XML 25 R7.htm IDEA: XBRL DOCUMENT v2.3.0.15
License Agreement
9 Months Ended
Sep. 30, 2011
License Agreement [Abstract] 
License Agreement
3.   License Agreement

Durect Development and License Agreement

On July 11, 2011, the Company entered into a development and license agreement with Durect Corporation (the License Agreement). Under the License Agreement, the Company will be responsible for the clinical development and commercialization of Relday, a proprietary, long-acting injectable formulation of risperidone using Durect's SABER™ controlled-release formulation technology in combination with the Company's DosePro® needle-free, subcutaneous drug delivery system. Durect will be responsible for non-clinical, formulation and Chemistry, Manufacturing and Controls development responsibilities. Durect will be reimbursed by the Company for its research and development efforts on the product.

The Company paid a non-refundable upfront fee to Durect of $2,250,000, which was recorded as research and development expenses in the consolidated statement of operations during the three months ended September 30, 2011. The Company is obligated to pay Durect up to $103,000,000 in total future milestone payments with respect to the product subject to and upon the achievement of various development, regulatory and sales milestones. The Company is also required to pay a mid single-digit to low double-digit percentage patent royalty on annual net sales of the product determined on a jurisdiction-by-jurisdiction basis. The patent royalty term is equal to the later of the expiration of all Durect technology patents or joint patent rights in a particular jurisdiction, the expiration of marketing exclusivity rights in such jurisdiction, or 15 years from first commercial sale in such jurisdiction. After the patent royalty term, the Company will continue to pay royalties on annual net sales of the product at a reduced rate for so long as the Company continues to sell the product in the jurisdiction. The Company is also required to pay to Durect a tiered percentage of fees received in connection with any sublicense of the licensed rights.
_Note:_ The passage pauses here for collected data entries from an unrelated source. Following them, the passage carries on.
#[cfg(test)]
mod tests {
    use super::*;
    use std::time::Duration;

    use crate::bvlc::{BvlcFunction, Payload};
    use crate::util::{DeviceUuid, HostNPort, VmacAddress};
    use crate::websocket::mock::MockTransport;
    use crate::websocket::{ServerHandle, WebSocketEvent};

    struct NullSink;

    impl EventSink for NullSink {
        fn dispatch(&self, _event: WebSocketEvent) {}
    }

    fn peer_vmac(last: u8) -> VmacAddress {
        VmacAddress::from([0x02, 0x10, 0x20, 0x30, 0x40, last])
    }

    fn peer_uuid(last: u8) -> DeviceUuid {
        let mut octets = [0x33; 16];
        octets[15] = last;
        DeviceUuid::new(octets)
    }

    fn hub() -> (HubFunction, Arc<MockTransport>, ServerHandle) {
        let mock = MockTransport::new();
        let cfg = ContextConfig {
            kind: ContextKind::Acceptor,
            proto: WebSocketProtocol::Hub,
            port: 4443,
            iface: None,
            credentials: Default::default(),
            local_vmac: VmacAddress::from([0x02, 0, 0, 0, 0, 0x99]),
            local_uuid: DeviceUuid::new([1; 16]),
            max_bvlc_len: 1476,
            max_npdu_len: 1440,
            connect_timeout: Duration::from_secs(10),
            heartbeat_timeout: Duration::from_secs(30),
            disconnect_timeout: Duration::from_secs(10),
        };
        let mut hf = HubFunction::new(cfg, mock.clone(), Arc::new(NullSink));
        hf.start().unwrap();
        let (server, _) = mock.servers()[0];
        let events = hf.on_ws_event(None, WebSocketEventKind::ServerStarted, Instant::now());
        assert!(matches!(events[..], [HubFunctionEvent::Started]));
        (hf, mock, server)
    }

    fn attach_peer(
        hf: &mut HubFunction,
        mock: &MockTransport,
        server: ServerHandle,
        last: u8,
        now: Instant,
    ) -> ConnHandle {
        let conn = mock
            .accept(server, HostNPort::Domain(format!("peer{}", last), 4443))
            .unwrap();
        hf.on_ws_event(Some(conn), WebSocketEventKind::Connected, now);
        let request =
            bvlc::encode_connect_request(0x0100 + last as u16, &peer_vmac(last), &peer_uuid(last), 1476, 1440);
        hf.on_ws_event(Some(conn), WebSocketEventKind::Received { data: request }, now);
        hf.on_ws_event(Some(conn), WebSocketEventKind::Sendable, now);
        mock.clear_sent(conn);
        conn
    }

    fn drain(
        hf: &mut HubFunction,
        mock: &MockTransport,
        conn: ConnHandle,
        now: Instant,
    ) -> Vec<Vec<u8>> {
        hf.on_ws_event(Some(conn), WebSocketEventKind::Sendable, now);
        let frames = mock.sent_frames(conn);
        mock.clear_sent(conn);
        frames
    }

    #[test]
    fn test_broadcast_forward() {
        let t0 = Instant::now();
        let (mut hf, mock, server) = hub();
        let c1 = attach_peer(&mut hf, &mock, server, 1, t0);
        let c2 = attach_peer(&mut hf, &mock, server, 2, t0);
        let c3 = attach_peer(&mut hf, &mock, server, 3, t0);

        let frame = bvlc::encode_encapsulated_npdu(
            77,
            None,
            Some(&VmacAddress::BROADCAST),
            &[0xAA, 0xBB],
        );
        hf.on_ws_event(Some(c1), WebSocketEventKind::Received { data: frame }, t0);
        hf.maintenance(t0);

        // sender receives nothing back
        assert!(drain(&mut hf, &mock, c1, t0).is_empty());

        for conn in [c2, c3] {
            let frames = drain(&mut hf, &mock, conn, t0);
            assert_eq!(frames.len(), 1);
            let decoded = bvlc::decode_message(&frames[0]).unwrap();
            assert_eq!(decoded.header.function, BvlcFunction::EncapsulatedNpdu);
            assert_eq!(decoded.header.origin, Some(peer_vmac(1)));
            assert_eq!(decoded.header.dest, Some(VmacAddress::BROADCAST));
            assert_eq!(decoded.payload, Payload::EncapsulatedNpdu(vec![0xAA, 0xBB]));
        }
    }

    #[test]
    fn test_unicast_forward() {
        let t0 = Instant::now();
        let (mut hf, mock, server) = hub();
        let c1 = attach_peer(&mut hf, &mock, server, 1, t0);
        let c2 = attach_peer(&mut hf, &mock, server, 2, t0);
        let c3 = attach_peer(&mut hf, &mock, server, 3, t0);

        let frame = bvlc::encode_encapsulated_npdu(78, None, Some(&peer_vmac(2)), &[0xCC]);
        hf.on_ws_event(Some(c1), WebSocketEventKind::Received { data: frame }, t0);
        hf.maintenance(t0);

        let frames = drain(&mut hf, &mock, c2, t0);
        assert_eq!(frames.len(), 1);
        let decoded = bvlc::decode_message(&frames[0]).unwrap();
        assert_eq!(decoded.header.origin, Some(peer_vmac(1)));
        assert!(decoded.header.dest.is_none());
        assert_eq!(decoded.payload, Payload::EncapsulatedNpdu(vec![0xCC]));

        assert!(drain(&mut hf, &mock, c1, t0).is_empty());
        assert!(drain(&mut hf, &mock, c3, t0).is_empty());
    }

    #[test]
    fn test_unknown_dest_dropped() {
        let t0 = Instant::now();
        let (mut hf, mock, server) = hub();
        let c1 = attach_peer(&mut hf, &mock, server, 1, t0);
        let c2 = attach_peer(&mut hf, &mock, server, 2, t0);

        let frame = bvlc::encode_encapsulated_npdu(79, None, Some(&peer_vmac(9)), &[0xDD]);
        hf.on_ws_event(Some(c1), WebSocketEventKind::Received { data: frame }, t0);
        hf.maintenance(t0);

        assert!(drain(&mut hf, &mock, c1, t0).is_empty());
        assert!(drain(&mut hf, &mock, c2, t0).is_empty());
    }

    #[test]
    fn test_status_records_lifecycle() {
        let t0 = Instant::now();
        let (mut hf, mock, server) = hub();
        let c1 = attach_peer(&mut hf, &mock, server, 1, t0);

        let status: Vec<_> = hf.status_list().collect();
        assert_eq!(status.len(), 1);
        assert_eq!(status[0].peer_vmac, peer_vmac(1));
        assert_eq!(status[0].state, ConnectionState::Connected);
        assert!(!status[0].connect_timestamp.is_unspecified());

        hf.on_ws_event(
            Some(c1),
            WebSocketEventKind::Disconnected {
                reason: ErrorCode::WebsocketError,
                description: "reset".to_string(),
            },
            t0,
        );
        let status: Vec<_> = hf.status_list().collect();
        assert_eq!(status[0].state, ConnectionState::DisconnectedWithErrors);
        assert_eq!(status[0].error, Some(ErrorCode::WebsocketError));
    }

    #[test]
    fn test_failed_request_surfaced() {
        let t0 = Instant::now();
        let (mut hf, mock, server) = hub();
        let _c1 = attach_peer(&mut hf, &mock, server, 1, t0);

        // a second device claims peer 1's vmac
        let conn = mock
            .accept(server, HostNPort::Domain("imp".into(), 4443))
            .unwrap();
        hf.on_ws_event(Some(conn), WebSocketEventKind::Connected, t0);
        let request = bvlc::encode_connect_request(0x0200, &peer_vmac(1), &peer_uuid(9), 1476, 1440);
        let events = hf.on_ws_event(Some(conn), WebSocketEventKind::Received { data: request }, t0);
        match &events[..] {
            [HubFunctionEvent::FailedRequest(record)] => {
                assert_eq!(record.peer_vmac, peer_vmac(1));
                assert_eq!(record.error, Some(ErrorCode::NodeDuplicateVmac));
            }
            other => panic!("unexpected events {:?}", other),
        }
    }
}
Durect granted to the Company an exclusive worldwide license, with sub-license rights, to Durect intellectual property rights related to Durect's proprietary polymeric and non-polymeric controlled-release formulation technology to make and have made, use, offer for sale, sell and import risperidone products, where risperidone is the sole active agent, for administration by injection in the treatment of schizophrenia, bipolar disorder or other psychiatric related disorders in humans. Durect retains the right to supply the Company's Phase 3 clinical trial and commercial product requirements on the terms set forth in the License Agreement.

Durect retains the right to terminate the License Agreement with respect to specific countries if the Company fails to advance the development of the product in such country, either directly or through a sublicensee. In addition, either party may terminate the License Agreement upon insolvency or bankruptcy of the other party, upon written notice of a material uncured breach or if the other party takes any act impairing such other party's relevant intellectual property rights. The Company may terminate the License Agreement upon written notice if during the development or commercialization of the product, the product becomes subject to one or more serious adverse drug experiences or if either party receives notice from a regulatory authority, independent review committee, data safety monitory board or other similar body alleging significant concern regarding a patient safety issue. The Company may also terminate the License Agreement with or without cause, at any time upon prior written notice.